==== Excerpted data ====
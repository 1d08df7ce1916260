//! Shared configuration and application state

use crate::{auth::JwtHandler, error::EngineError, games::GameRegistry, store::RoundStore};
use std::sync::Arc;

/// Application configuration
#[derive(Debug, Clone)]
pub struct Config {
    pub database_path: String,
    pub port: u16,
    /// Lowercased administrator principals. Must be non-empty.
    pub admin_emails: Vec<String>,
    /// Shared secret for verifying admin session tokens.
    pub jwt_secret: String,
    /// CORS origins; "*" means permissive.
    pub allowed_origins: Vec<String>,
    /// Fixed UTC offset of the game clock, in minutes (default IST, +330).
    pub tz_offset_minutes: i32,
    /// Seconds after a bucket boundary before the engine acts on it.
    pub grace_secs: i64,
    /// Interval of the internal scheduler loops.
    pub tick_secs: u64,
    /// Buckets before the target each tick re-checks.
    pub catchup_buckets: u32,
    /// Retention horizon in days; 0 disables purging.
    pub retention_days: i64,
    /// Run the internal per-game tick loops (off when an external cron
    /// drives the tick endpoint instead).
    pub scheduler_enabled: bool,
    /// Optional shared secret required by the tick endpoint.
    pub cron_secret: Option<String>,
}

impl Config {
    pub fn from_env() -> Result<Self, EngineError> {
        dotenv::dotenv().ok();

        let database_path =
            std::env::var("DATABASE_PATH").unwrap_or_else(|_| "./roundhouse.db".to_string());

        let port = std::env::var("PORT")
            .unwrap_or_else(|_| "8080".to_string())
            .parse()
            .unwrap_or(8080);

        let admin_emails: Vec<String> = std::env::var("ADMIN_EMAILS")
            .unwrap_or_default()
            .split(',')
            .map(|s| s.trim().to_lowercase())
            .filter(|s| !s.is_empty())
            .collect();
        if admin_emails.is_empty() {
            return Err(EngineError::FatalConfig(
                "ADMIN_EMAILS must list at least one administrator".to_string(),
            ));
        }

        let jwt_secret = std::env::var("JWT_SECRET")
            .ok()
            .filter(|s| !s.is_empty())
            .ok_or_else(|| EngineError::FatalConfig("JWT_SECRET is required".to_string()))?;

        let allowed_origins = std::env::var("ALLOWED_ORIGINS")
            .unwrap_or_else(|_| "*".to_string())
            .split(',')
            .map(|s| s.trim().to_string())
            .filter(|s| !s.is_empty())
            .collect();

        let tz_offset_minutes = std::env::var("TZ_OFFSET_MINUTES")
            .ok()
            .and_then(|v| v.parse().ok())
            .unwrap_or(330);

        let grace_secs = std::env::var("GRACE_SECS")
            .ok()
            .and_then(|v| v.parse().ok())
            .unwrap_or(5);

        let tick_secs = std::env::var("TICK_SECS")
            .ok()
            .and_then(|v| v.parse().ok())
            .unwrap_or(10);

        let catchup_buckets = std::env::var("CATCHUP_BUCKETS")
            .ok()
            .and_then(|v| v.parse().ok())
            .unwrap_or(3);

        let retention_days = std::env::var("RETENTION_DAYS")
            .ok()
            .and_then(|v| v.parse().ok())
            .unwrap_or(7);

        let scheduler_enabled = std::env::var("SCHEDULER_ENABLED")
            .map(|v| matches!(v.as_str(), "1" | "true" | "TRUE" | "on" | "ON"))
            .unwrap_or(true);

        let cron_secret = std::env::var("CRON_SECRET").ok().filter(|s| !s.is_empty());

        Ok(Self {
            database_path,
            port,
            admin_emails,
            jwt_secret,
            allowed_origins,
            tz_offset_minutes,
            grace_secs,
            tick_secs,
            catchup_buckets,
            retention_days,
            scheduler_enabled,
            cron_secret,
        })
    }

    pub fn is_admin(&self, principal: &str) -> bool {
        self.admin_emails.iter().any(|e| e == principal)
    }
}

/// Shared application state
#[derive(Clone)]
pub struct AppState {
    pub store: Arc<dyn RoundStore>,
    pub games: Arc<GameRegistry>,
    pub config: Arc<Config>,
    pub jwt: Arc<JwtHandler>,
}

#[cfg(test)]
mod tests {
    use super::*;

    fn test_config() -> Config {
        Config {
            database_path: ":memory:".to_string(),
            port: 8080,
            admin_emails: vec!["admin@example.com".to_string()],
            jwt_secret: "secret".to_string(),
            allowed_origins: vec!["*".to_string()],
            tz_offset_minutes: 330,
            grace_secs: 5,
            tick_secs: 10,
            catchup_buckets: 3,
            retention_days: 7,
            scheduler_enabled: true,
            cron_secret: None,
        }
    }

    #[test]
    fn test_is_admin_exact_match() {
        let config = test_config();
        assert!(config.is_admin("admin@example.com"));
        assert!(!config.is_admin("intruder@example.com"));
        // Callers are expected to normalize before the check
        assert!(!config.is_admin("Admin@Example.com"));
    }
}
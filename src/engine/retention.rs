//! Retention Sweeper
//! Mission: Best-effort pruning of rounds and bets past the retention horizon
//!
//! Housekeeping only. Failures are logged and swallowed; they must never
//! fail the invocation that carried them.

use crate::{clock, games::Game, store::{PurgeStats, RoundStore}};
use chrono::{DateTime, Duration, FixedOffset};
use tracing::{debug, warn};

/// Purge rounds and bets older than `retention_days` before `now`.
/// Returns `None` when retention is disabled or the sweep failed.
pub async fn sweep(
    store: &dyn RoundStore,
    game: &dyn Game,
    now: DateTime<FixedOffset>,
    retention_days: i64,
) -> Option<PurgeStats> {
    if retention_days <= 0 {
        return None;
    }

    let threshold = clock::round_id(now - Duration::days(retention_days), game.bucket_minutes());
    match store.purge_before(game.id(), &threshold).await {
        Ok(stats) => {
            if stats.rounds > 0 || stats.bets > 0 {
                debug!(
                    game = game.id(),
                    threshold = %threshold,
                    rounds = stats.rounds,
                    bets = stats.bets,
                    "retention sweep purged old records"
                );
            }
            Some(stats)
        }
        Err(e) => {
            warn!(game = game.id(), error = %e, "retention sweep failed; continuing");
            None
        }
    }
}

#[cfg(test)]
mod tests {
    use super::*;
    use crate::games::ColorGame;
    use crate::store::{Round, SqliteRoundStore};
    use chrono::{TimeZone, Utc};
    use serde_json::json;
    use tempfile::NamedTempFile;

    #[tokio::test]
    async fn test_sweep_purges_only_past_horizon() {
        let temp_file = NamedTempFile::new().unwrap();
        let store = SqliteRoundStore::new(temp_file.path().to_str().unwrap()).unwrap();

        let now = FixedOffset::east_opt(330 * 60)
            .unwrap()
            .with_ymd_and_hms(2025, 9, 17, 10, 5, 0)
            .unwrap();

        for round_id in ["202509011000", "202509161004", "202509171002"] {
            store
                .insert_round_if_absent(&Round {
                    game_id: "color".to_string(),
                    round_id: round_id.to_string(),
                    result: Some(json!({"number": 0, "color": "red"})),
                    is_manual: false,
                    result_set_at: Some(Utc.timestamp_opt(0, 0).unwrap()),
                })
                .await
                .unwrap();
        }

        // 7-day horizon: only the September 1st round is past it
        let stats = sweep(&store, &ColorGame, now, 7).await.unwrap();
        assert_eq!(stats.rounds, 1);
        assert!(store.get_round("color", "202509011000").await.unwrap().is_none());
        assert!(store.get_round("color", "202509161004").await.unwrap().is_some());

        // Disabled retention is a no-op
        assert!(sweep(&store, &ColorGame, now, 0).await.is_none());
    }
}
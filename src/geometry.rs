//! Geometry document normalization
//!
//! Bedrock geometry files come in two shapes: the current schema with a
//! top-level `minecraft:geometry` list, and a legacy schema keyed by
//! `geometry.<name>` entries at the document root. Everything downstream
//! of loading works on the current shape only, so legacy documents are
//! reshaped here. Bones are carried verbatim; only the description block
//! is synthesized.

use serde::{Deserialize, Serialize};
use serde_json::{json, Value};

/// Schema version stamped on every emitted geometry document.
pub const FORMAT_VERSION: &str = "1.12.0";

/// Top-level key holding the geometry entry list in the current schema.
pub const GEOMETRY_KEY: &str = "minecraft:geometry";

/// Prefix marking a legacy top-level geometry key.
const LEGACY_PREFIX: &str = "geometry.";

/// A geometry document in the current schema.
///
/// Entries stay opaque [`Value`]s: merging only touches
/// `description.identifier` and must pass every other field through
/// untouched.
#[derive(Debug, Clone, Serialize, Deserialize)]
pub struct GeometryDocument {
    pub format_version: String,

    #[serde(rename = "minecraft:geometry", default)]
    pub entries: Vec<Value>,
}

impl GeometryDocument {
    pub fn new() -> Self {
        Self {
            format_version: FORMAT_VERSION.to_string(),
            entries: Vec::new(),
        }
    }

    pub fn is_empty(&self) -> bool {
        self.entries.is_empty()
    }
}

impl Default for GeometryDocument {
    fn default() -> Self {
        Self::new()
    }
}

/// Normalize a parsed JSON document into the current geometry schema.
///
/// Documents already carrying a `minecraft:geometry` list pass through
/// with their entries unchanged (idempotent). Legacy documents have each
/// `geometry.<name>` key converted to one entry whose
/// `description.identifier` is the key itself. Returns `None` when the
/// document is neither shape, which signals "not a geometry document".
pub fn normalize(value: &Value) -> Option<GeometryDocument> {
    let obj = value.as_object()?;

    if let Some(entries) = obj.get(GEOMETRY_KEY).and_then(Value::as_array) {
        let format_version = obj
            .get("format_version")
            .and_then(Value::as_str)
            .unwrap_or(FORMAT_VERSION)
            .to_string();
        return Some(GeometryDocument {
            format_version,
            entries: entries.clone(),
        });
    }

    let entries: Vec<Value> = obj
        .iter()
        .filter(|(key, _)| key.starts_with(LEGACY_PREFIX))
        .map(|(key, legacy)| convert_legacy(key, legacy))
        .collect();

    if entries.is_empty() {
        return None;
    }

    Some(GeometryDocument {
        format_version: FORMAT_VERSION.to_string(),
        entries,
    })
}

fn convert_legacy(identifier: &str, legacy: &Value) -> Value {
    let field = |name: &str, default: Value| legacy.get(name).cloned().unwrap_or(default);

    json!({
        "description": {
            "identifier": identifier,
            "texture_width": field("texturewidth", json!(16)),
            "texture_height": field("textureheight", json!(16)),
            "visible_bounds_width": field("visible_bounds_width", json!(2)),
            "visible_bounds_height": field("visible_bounds_height", json!(2)),
            "visible_bounds_offset": field("visible_bounds_offset", json!([0, 1, 0])),
        },
        "bones": field("bones", json!([])),
    })
}

/// Identity key of a geometry entry, if it has one.
pub fn entry_identifier(entry: &Value) -> Option<&str> {
    entry.get("description")?.get("identifier")?.as_str()
}

/// Overwrite a geometry entry's identity key. Entries without a
/// `description` object are left unchanged.
pub fn set_entry_identifier(entry: &mut Value, identifier: &str) {
    if let Some(description) = entry.get_mut("description").and_then(Value::as_object_mut) {
        description.insert(
            "identifier".to_string(),
            Value::String(identifier.to_string()),
        );
    }
}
====
## Exercise goal
Among the lines above, find those carrying the word "minecraft" and copy them out.

## Response area
//! top-level `minecraft:geometry` list, and a legacy schema keyed by
pub const GEOMETRY_KEY: &str = "minecraft:geometry";
    #[serde(rename = "minecraft:geometry", default)]
/// Documents already carrying a `minecraft:geometry` list pass through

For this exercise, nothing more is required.